In September 2000, without consulting with a dietician or a GP, Nurse E made a further reduction from 1500ml to 1000ml. The reduction was initially a one-off in order to enable the resident to go out with family. Subsequent reductions were made by Nurse E on days throughout September and October for either similar reasons or in response to abdominal distension experienced by the resident. Eventually the reduction to 1000ml became permanent.

Over the next 18 months the resident, who had been 77kg in September, dropped to 57.3kg in February 2002 - a loss of 19.7kg. The resident was admitted to hospital in March 2002 and passed away a few days after admission. The geriatrician then made a complaint to HDC.

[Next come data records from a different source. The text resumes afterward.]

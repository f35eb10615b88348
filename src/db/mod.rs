use anyhow::Result;
use sea_orm::{ConnectOptions, ConnectionTrait, Database, DatabaseConnection, Statement};
use std::path::Path;
use std::time::Duration;
use tracing::info;

use crate::config::SecurityConfig;
use crate::entities::confessions::ConfessionStatus;
use crate::entities::users::UserRole;

pub mod migrator;
pub mod repositories;

pub use repositories::bad_word::BadWord;
pub use repositories::confession::{Confession, ConfessionFilter, NewConfession};
pub use repositories::user::{User, UserUpdate};
pub use repositories::vote::Vote;

#[derive(Clone)]
pub struct Store {
    pub conn: DatabaseConnection,
}

impl Store {
    pub async fn new(db_url: &str) -> Result<Self> {
        Self::with_pool_options(db_url, 5, 1).await
    }

    pub async fn with_pool_options(
        db_url: &str,
        max_connections: u32,
        min_connections: u32,
    ) -> Result<Self> {
        use sea_orm_migration::MigratorTrait;

        if !db_url.starts_with(":memory:") && !db_url.contains("::memory:") {
            let path_str = db_url.trim_start_matches("sqlite:");
            if let Some(parent) = Path::new(path_str).parent() {
                tokio::fs::create_dir_all(parent).await.ok();
            }
            if !Path::new(path_str).exists() {
                std::fs::File::create(path_str)?;
            }
        }

        let mut opt = ConnectOptions::new(db_url.to_string());
        opt.max_connections(max_connections)
            .min_connections(min_connections)
            .connect_timeout(Duration::from_secs(10))
            .acquire_timeout(Duration::from_secs(10))
            .idle_timeout(Duration::from_secs(300))
            .max_lifetime(Duration::from_secs(600))
            .sqlx_logging(false);

        let conn = Database::connect(opt).await?;

        migrator::Migrator::up(&conn, None).await?;

        info!(
            "Database connected & migrations applied (pool: {}-{})",
            min_connections, max_connections
        );

        Ok(Self { conn })
    }

    pub async fn ping(&self) -> Result<()> {
        let backend = self.conn.get_database_backend();
        self.conn
            .query_one(Statement::from_string(backend, "SELECT 1".to_string()))
            .await?;
        Ok(())
    }

    fn confession_repo(&self) -> repositories::confession::ConfessionRepository {
        repositories::confession::ConfessionRepository::new(self.conn.clone())
    }

    fn vote_repo(&self) -> repositories::vote::VoteRepository {
        repositories::vote::VoteRepository::new(self.conn.clone())
    }

    fn user_repo(&self) -> repositories::user::UserRepository {
        repositories::user::UserRepository::new(self.conn.clone())
    }

    fn bad_word_repo(&self) -> repositories::bad_word::BadWordRepository {
        repositories::bad_word::BadWordRepository::new(self.conn.clone())
    }

    // ========== Confessions ==========

    pub async fn create_confession(&self, data: &NewConfession) -> Result<Confession> {
        self.confession_repo().create(data).await
    }

    pub async fn get_confession(&self, id: i32) -> Result<Option<Confession>> {
        self.confession_repo().get(id).await
    }

    pub async fn list_confessions(
        &self,
        filter: &ConfessionFilter,
        page: u64,
        limit: u64,
    ) -> Result<(Vec<Confession>, u64)> {
        self.confession_repo().find_all(filter, page, limit).await
    }

    pub async fn export_confessions(&self, filter: &ConfessionFilter) -> Result<Vec<Confession>> {
        self.confession_repo().export(filter).await
    }

    pub async fn recent_confessions_with_embeddings(
        &self,
        window: u64,
    ) -> Result<Vec<Confession>> {
        self.confession_repo().recent_with_embeddings(window).await
    }

    pub async fn set_confession_status(
        &self,
        id: i32,
        status: ConfessionStatus,
    ) -> Result<Option<Confession>> {
        self.confession_repo().set_status(id, status).await
    }

    pub async fn increment_confession_counter(&self, id: i32, value: i32) -> Result<()> {
        self.confession_repo().increment_counter(id, value).await
    }

    pub async fn remove_confession(&self, id: i32) -> Result<bool> {
        self.confession_repo().remove(id).await
    }

    // ========== Votes ==========

    pub async fn find_vote(&self, confession_id: i32, ip_hash: &str) -> Result<Option<Vote>> {
        self.vote_repo()
            .find_by_confession_and_ip(confession_id, ip_hash)
            .await
    }

    pub async fn record_vote(
        &self,
        confession_id: i32,
        ip_hash: &str,
        value: i32,
    ) -> Result<bool> {
        self.vote_repo().create(confession_id, ip_hash, value).await
    }

    // ========== Users ==========

    pub async fn get_user_by_email(&self, email: &str) -> Result<Option<User>> {
        self.user_repo().get_by_email(email).await
    }

    pub async fn get_user(&self, id: i32) -> Result<Option<User>> {
        self.user_repo().get_by_id(id).await
    }

    pub async fn create_user(
        &self,
        name: &str,
        email: &str,
        password_hash: &str,
        role: UserRole,
    ) -> Result<User> {
        self.user_repo()
            .create(name, email, password_hash, role)
            .await
    }

    pub async fn list_users(&self, page: u64, limit: u64) -> Result<(Vec<User>, u64)> {
        self.user_repo().find_all(page, limit).await
    }

    pub async fn update_user(&self, id: i32, update: &UserUpdate) -> Result<Option<User>> {
        self.user_repo().update(id, update).await
    }

    pub async fn remove_user(&self, id: i32) -> Result<bool> {
        self.user_repo().remove(id).await
    }

    pub async fn verify_user_password(
        &self,
        email: &str,
        password: &str,
    ) -> Result<Option<User>> {
        self.user_repo().verify_password(email, password).await
    }

    pub async fn update_user_password(
        &self,
        id: i32,
        new_password: &str,
        config: &SecurityConfig,
    ) -> Result<()> {
        self.user_repo()
            .update_password(id, new_password, config)
            .await
    }

    // ========== Bad words ==========

    pub async fn add_bad_word(&self, word: &str) -> Result<BadWord> {
        self.bad_word_repo().add(word).await
    }

    pub async fn get_bad_word(&self, id: i32) -> Result<Option<BadWord>> {
        self.bad_word_repo().get(id).await
    }

    pub async fn get_bad_word_by_value(&self, word: &str) -> Result<Option<BadWord>> {
        self.bad_word_repo().get_by_word(word).await
    }

    pub async fn list_bad_words(&self) -> Result<Vec<BadWord>> {
        self.bad_word_repo().list_all().await
    }

    pub async fn update_bad_word(&self, id: i32, new_word: &str) -> Result<bool> {
        self.bad_word_repo().update(id, new_word).await
    }

    pub async fn remove_bad_word(&self, id: i32) -> Result<bool> {
        self.bad_word_repo().remove(id).await
    }
}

Nurse E was charged with making the reduction in September 2000 without consultation or authorisation from either a dietician or medical practitioner; administering or directing others to administer the feeding regime at the reduced amount, and also for failing to put in place sufficient systems to monitor and evaluate and/or respond to the resident's care (especially weight loss).

Evidence was given by a dietician that the minimum daily amount required to sustain an adult is approximately 1400mls. The evidence of the geriatrician, the GP, the dietician and the expert nursing advisor was that the dietician has responsibility for fixing the daily amount of Jevity.

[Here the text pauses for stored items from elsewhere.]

use axum::{
    Json,
    extract::{Request, State},
    http::HeaderMap,
    middleware::Next,
    response::Response,
};
use serde::Deserialize;
use std::sync::Arc;

use super::{ApiError, ApiResponse, AppState};
use crate::api::types::{LoginDto, UserDto};
use crate::services::{Registration, TokenClaims, auth_service::decode_token};

// ============================================================================
// Request types
// ============================================================================

#[derive(Deserialize)]
pub struct RegisterRequest {
    pub name: String,
    pub email: String,
    pub password: String,
    pub password_confirmation: String,
}

#[derive(Deserialize)]
pub struct LoginRequest {
    pub email: String,
    pub password: String,
}

/// Identity attached to the request by [`enrich_auth`] when a valid bearer
/// token is present.
#[derive(Debug, Clone)]
pub struct CurrentUser {
    pub id: i32,
    pub role: String,
}

/// Always present on enriched routes; `None` for anonymous requests.
#[derive(Debug, Clone)]
pub struct AuthContext(pub Option<CurrentUser>);

// ============================================================================
// Middleware
// ============================================================================

fn bearer_token(headers: &HeaderMap) -> Option<&str> {
    headers
        .get("Authorization")
        .and_then(|h| h.to_str().ok())
        .and_then(|h| h.strip_prefix("Bearer "))
        .map(str::trim)
}

async fn claims_from_request(state: &AppState, headers: &HeaderMap) -> Option<TokenClaims> {
    let token = bearer_token(headers)?;
    let secret = state.config().read().await.security.jwt_secret.clone();
    decode_token(&secret, token)
}

/// Attaches [`CurrentUser`] when the request carries a valid token. Public
/// routes keep working without one; confession creation uses the identity to
/// record ownership.
pub async fn enrich_auth(
    State(state): State<Arc<AppState>>,
    mut request: Request,
    next: Next,
) -> Response {
    let user = claims_from_request(&state, request.headers())
        .await
        .map(|claims| CurrentUser {
            id: claims.sub,
            role: claims.role,
        });
    request.extensions_mut().insert(AuthContext(user));

    next.run(request).await
}

/// Gate for the admin router: a valid token AND the admin role.
pub async fn require_admin(
    State(state): State<Arc<AppState>>,
    request: Request,
    next: Next,
) -> Result<Response, ApiError> {
    let Some(claims) = claims_from_request(&state, request.headers()).await else {
        return Err(ApiError::Unauthorized("Unauthorized".to_string()));
    };

    if !claims.is_admin() {
        tracing::warn!("Admin route denied for user {}", claims.sub);
        return Err(ApiError::Forbidden("Admin role required".to_string()));
    }

    Ok(next.run(request).await)
}

// ============================================================================
// Handlers
// ============================================================================

/// POST /api/auth/register
pub async fn register(
    State(state): State<Arc<AppState>>,
    Json(payload): Json<RegisterRequest>,
) -> Result<(axum::http::StatusCode, Json<ApiResponse<UserDto>>), ApiError> {
    let user = state
        .auth_service()
        .register(Registration {
            name: payload.name,
            email: payload.email,
            password: payload.password,
            password_confirmation: payload.password_confirmation,
        })
        .await?;

    Ok((
        axum::http::StatusCode::CREATED,
        Json(ApiResponse::success(UserDto::from(user))),
    ))
}

/// POST /api/auth/login
pub async fn login(
    State(state): State<Arc<AppState>>,
    Json(payload): Json<LoginRequest>,
) -> Result<Json<ApiResponse<LoginDto>>, ApiError> {
    if payload.email.is_empty() {
        return Err(ApiError::validation("Email is required"));
    }
    if payload.password.is_empty() {
        return Err(ApiError::validation("Password is required"));
    }

    let result = state
        .auth_service()
        .login(&payload.email, &payload.password)
        .await?;

    Ok(Json(ApiResponse::success(LoginDto {
        user: UserDto::from(result.user),
        token: result.token,
    })))
}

The Tribunal found that the nurse had, between 6 September 2000 and 31 March 2002, without consultation with or authorisation from a medical practitioner or a dietician, administered and directed the administration of PEG feeding at the reduced amount of 1000mls per 24-hour period, and that having instituted that change, failed to put in place sufficient systems for reviewing or monitoring that change. The Tribunal observed that Nurse E's failing was not her lack of understanding of enteral feeding, but her failure to appreciate that as she knew nothing about the enteral feeding she should be seeking proper advice before making a significant alteration to the nutrition. A nurse is required to understand that she may need to consult on matters outside her area of expertise, and that a failure to consult has potentially serious consequences.

A copy of the decision can be found at www.hpdt.org.nz.